The experience was part of a pilot program by Mission Kayak, which rents kayaks, leads guided tours, and offers instruction on the Mission Reach stretch of the San Antonio River and at Espada Park.

This part of the River Walk has been off-limits to paddlers since the early 1980s. Mission Kayak owner Sarah Neal worked with the San Antonio River Walk Association to get access for six weekend mornings this October and November. Now she’s working with city officials to extend the experiment—either on a special-occasion basis or as a continuing program.

My husband and I made reservations in advance, brought our own kayaks, and paid $15 to launch near Auditorium Circle and Fourth Street, where the company had set up a check-in point. Customers can also rent boats for $50. We were allowed to paddle between 8 and 11:15 a.m., before tourist barge traffic began. (Because of the pandemic, barges are operating on a limited schedule.)

By water, it’s about a mile from the put-in to the start of the horseshoe. It’s another mile and a quarter around the horseshoe. The entire circuit, from the put-in, once around the horseshoe, and back to the start, is about 3.25 miles.

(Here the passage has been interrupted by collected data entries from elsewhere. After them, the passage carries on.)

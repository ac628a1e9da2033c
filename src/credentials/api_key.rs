//! Opaque API keys for service callers.
//!
//! A key is `faq_` followed by 64 hex characters of OS randomness. Only its
//! SHA-256 digest is stored; the store looks records up by digest. The display
//! prefix is for humans and plays no part in verification.

use super::encoding::{constant_time_eq, fill_random};
use super::error::{Error, Result};
use secrecy::{ExposeSecret, SecretString};
use sha2::{Digest, Sha256};
use std::fmt;
use tracing::debug;

pub const API_KEY_TAG: &str = "faq_";
pub const API_KEY_RANDOM_BYTES: usize = 32;
pub const DISPLAY_PREFIX_HEX_CHARS: usize = 8;
pub const DISPLAY_ELLIPSIS: &str = "...";

/// Lowercase hex SHA-256 of an API key secret.
#[derive(Debug, Clone, PartialEq, Eq, Hash)]
pub struct ApiKeyDigest(String);

impl ApiKeyDigest {
    /// Wrap a digest read back from storage.
    #[must_use]
    pub fn from_stored(digest: impl Into<String>) -> Self {
        Self(digest.into())
    }

    #[must_use]
    pub fn as_str(&self) -> &str {
        &self.0
    }

    /// Constant-time digest comparison.
    #[must_use]
    pub fn matches(&self, other: &Self) -> bool {
        constant_time_eq(self.0.as_bytes(), other.0.as_bytes())
    }
}

impl fmt::Display for ApiKeyDigest {
    fn fmt(&self, f: &mut fmt::Formatter<'_>) -> fmt::Result {
        f.write_str(&self.0)
    }
}

/// A freshly generated key. `secret` is returned to the caller once and never stored.
#[derive(Debug)]
pub struct ApiKeyMaterial {
    pub secret: SecretString,
    pub digest: ApiKeyDigest,
    pub display_prefix: String,
}

/// An API key record as held by the external store.
#[derive(Debug, Clone, PartialEq, Eq)]
pub struct StoredApiKey {
    pub id: String,
    pub name: String,
    pub digest: ApiKeyDigest,
    pub display_prefix: String,
    pub is_active: bool,
}

/// Lookup seam for the store that persists API keys.
pub trait ApiKeyStore {
    fn find_by_digest(&self, digest: &ApiKeyDigest) -> Option<StoredApiKey>;
}

#[derive(Debug, Clone, Copy, Default)]
pub struct ApiKeyManager;

impl ApiKeyManager {
    #[must_use]
    pub fn new() -> Self {
        Self
    }

    /// Generate a new key.
    ///
    /// # Errors
    ///
    /// Returns `Error::Entropy` if the OS random source fails; callers treat that as fatal.
    pub fn generate(&self) -> Result<ApiKeyMaterial> {
        let mut random = [0u8; API_KEY_RANDOM_BYTES];
        fill_random(&mut random)?;
        let random_hex = hex::encode(random);

        let secret = format!("{API_KEY_TAG}{random_hex}");
        let digest = Self::digest_of(&secret);
        let display_prefix = display_prefix(&random_hex);

        Ok(ApiKeyMaterial {
            secret: SecretString::from(secret),
            digest,
            display_prefix,
        })
    }

    /// SHA-256 of the presented secret, as stored by the key store.
    #[must_use]
    pub fn digest_of(secret: &str) -> ApiKeyDigest {
        ApiKeyDigest(hex::encode(Sha256::digest(secret.as_bytes())))
    }

    /// Resolve a presented key to its active stored record.
    ///
    /// # Errors
    ///
    /// Returns `Error::InvalidApiKey` if the key is unknown, revoked, or the
    /// record's digest does not match.
    pub fn authenticate<S: ApiKeyStore + ?Sized>(
        &self,
        store: &S,
        presented: &SecretString,
    ) -> Result<StoredApiKey> {
        let digest = Self::digest_of(presented.expose_secret());
        let Some(record) = store.find_by_digest(&digest) else {
            debug!("api key rejected: unknown digest");
            return Err(Error::InvalidApiKey);
        };
        if !record.digest.matches(&digest) {
            debug!(key_id = %record.id, "api key rejected: digest mismatch");
            return Err(Error::InvalidApiKey);
        }
        if !record.is_active {
            debug!(key_id = %record.id, "api key rejected: inactive");
            return Err(Error::InvalidApiKey);
        }
        Ok(record)
    }
}

fn display_prefix(random_hex: &str) -> String {
    let visible = random_hex.get(..DISPLAY_PREFIX_HEX_CHARS).unwrap_or(random_hex);
    format!("{API_KEY_TAG}{visible}{DISPLAY_ELLIPSIS}")
}

#[cfg(test)]
mod tests {
    use super::*;
    use std::collections::HashMap;

    #[derive(Default)]
    struct MemoryStore {
        keys: HashMap<String, StoredApiKey>,
    }

    impl MemoryStore {
        fn insert(&mut self, id: &str, material: &ApiKeyMaterial, is_active: bool) {
            self.keys.insert(
                material.digest.as_str().to_string(),
                StoredApiKey {
                    id: id.to_string(),
                    name: format!("{id} key"),
                    digest: material.digest.clone(),
                    display_prefix: material.display_prefix.clone(),
                    is_active,
                },
            );
        }
    }

    impl ApiKeyStore for MemoryStore {
        fn find_by_digest(&self, digest: &ApiKeyDigest) -> Option<StoredApiKey> {
            self.keys.get(digest.as_str()).cloned()
        }
    }

    #[test]
    fn generated_key_format() -> Result<()> {
        let material = ApiKeyManager::new().generate()?;
        let secret = material.secret.expose_secret();

        let random_hex = secret.strip_prefix(API_KEY_TAG).ok_or(Error::InvalidApiKey)?;
        assert_eq!(random_hex.len(), 64);
        assert!(random_hex
            .chars()
            .all(|c| c.is_ascii_digit() || ('a'..='f').contains(&c)));

        assert_eq!(material.digest.as_str().len(), 64);
        assert_eq!(
            material.display_prefix,
            format!("faq_{}...", &random_hex[..8])
        );
        Ok(())
    }

    #[test]
    fn digest_matches_generation() -> Result<()> {
        let material = ApiKeyManager::new().generate()?;
        let recomputed = ApiKeyManager::digest_of(material.secret.expose_secret());
        assert_eq!(recomputed, material.digest);
        assert!(recomputed.matches(&material.digest));
        Ok(())
    }

    #[test]
    fn generate_is_unique() -> Result<()> {
        let manager = ApiKeyManager::new();
        let a = manager.generate()?;
        let b = manager.generate()?;
        assert_ne!(a.secret.expose_secret(), b.secret.expose_secret());
        assert_ne!(a.digest, b.digest);
        assert_ne!(a.display_prefix, b.display_prefix);
        Ok(())
    }

    #[test]
    fn display_prefix_reveals_only_eight_hex_chars() -> Result<()> {
        let material = ApiKeyManager::new().generate()?;
        let shown = material
            .display_prefix
            .strip_prefix(API_KEY_TAG)
            .and_then(|rest| rest.strip_suffix(DISPLAY_ELLIPSIS))
            .ok_or(Error::InvalidApiKey)?;
        assert_eq!(shown.len(), DISPLAY_PREFIX_HEX_CHARS);
        assert!(material
            .secret
            .expose_secret()
            .starts_with(&format!("{API_KEY_TAG}{shown}")));
        Ok(())
    }

    #[test]
    fn digest_of_is_plain_sha256_hex() {
        // sha256("abc")
        assert_eq!(
            ApiKeyManager::digest_of("abc").as_str(),
            "ba7816bf8f01cfea414140de5dae2223b00361a396177a9cb410ff61f20015ad"
        );
    }

    #[test]
    fn debug_never_prints_secret() -> Result<()> {
        let material = ApiKeyManager::new().generate()?;
        let debug = format!("{material:?}");
        assert!(!debug.contains(material.secret.expose_secret()));
        Ok(())
    }

    #[test]
    fn authenticate_accepts_active_key() -> Result<()> {
        let manager = ApiKeyManager::new();
        let material = manager.generate()?;
        let mut store = MemoryStore::default();
        store.insert("svc-1", &material, true);

        let record = manager.authenticate(&store, &material.secret)?;
        assert_eq!(record.id, "svc-1");
        Ok(())
    }

    #[test]
    fn authenticate_rejects_unknown_and_inactive() -> Result<()> {
        let manager = ApiKeyManager::new();
        let active = manager.generate()?;
        let revoked = manager.generate()?;
        let mut store = MemoryStore::default();
        store.insert("svc-1", &active, true);
        store.insert("svc-2", &revoked, false);

        assert!(matches!(
            manager.authenticate(&store, &revoked.secret),
            Err(Error::InvalidApiKey)
        ));
        let unknown = SecretString::from(format!("{API_KEY_TAG}{}", "0".repeat(64)));
        assert!(matches!(
            manager.authenticate(&store, &unknown),
            Err(Error::InvalidApiKey)
        ));
        Ok(())
    }

    #[test]
    fn authenticate_rejects_store_returning_wrong_record() -> Result<()> {
        struct Confused(StoredApiKey);
        impl ApiKeyStore for Confused {
            fn find_by_digest(&self, _digest: &ApiKeyDigest) -> Option<StoredApiKey> {
                Some(self.0.clone())
            }
        }

        let manager = ApiKeyManager::new();
        let material = manager.generate()?;
        let store = Confused(StoredApiKey {
            id: "other".to_string(),
            name: "other".to_string(),
            digest: ApiKeyDigest::from_stored("00".repeat(32)),
            display_prefix: "faq_00000000...".to_string(),
            is_active: true,
        });
        assert!(matches!(
            manager.authenticate(&store, &material.secret),
            Err(Error::InvalidApiKey)
        ));
        Ok(())
    }
}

“It’s a totally different perspective,” Neal says. “Everything just looks larger than life, because you’re sitting 4 feet lower and on the water. It’s an intimate way to see the city. You can feel the water each time you take a paddle stroke or someone goes by you.”

Paddlers must wear a life jacket, and stay in their vessels while they’re on the River Walk. Alcohol is not allowed.

It will take a change in city ordinance to make paddling a permanent offering. Currently, the company that operates the existing tourist barges is the only company allowed to profit from on-the-water business on the River Walk. In the meantime, Neal has asked the city to let her operate from 11 p.m. to 2 a.m. Fridays and Saturdays on three weekends in December. She should get an answer later this month.

Judging by the fun he was having, Nirenberg likes the opportunity to kayak the downtown stretch of river. “I thought I’d seen every piece of the River Walk from every angle, being up and down it by foot and by barge over the years, but this was a much different experience to be at water level and paddling with the ducks,” he told me, before adding that city staffers are exploring ways to get people outside to enjoy the river for recreation and fitness during the pandemic. Paddling is one way to do that.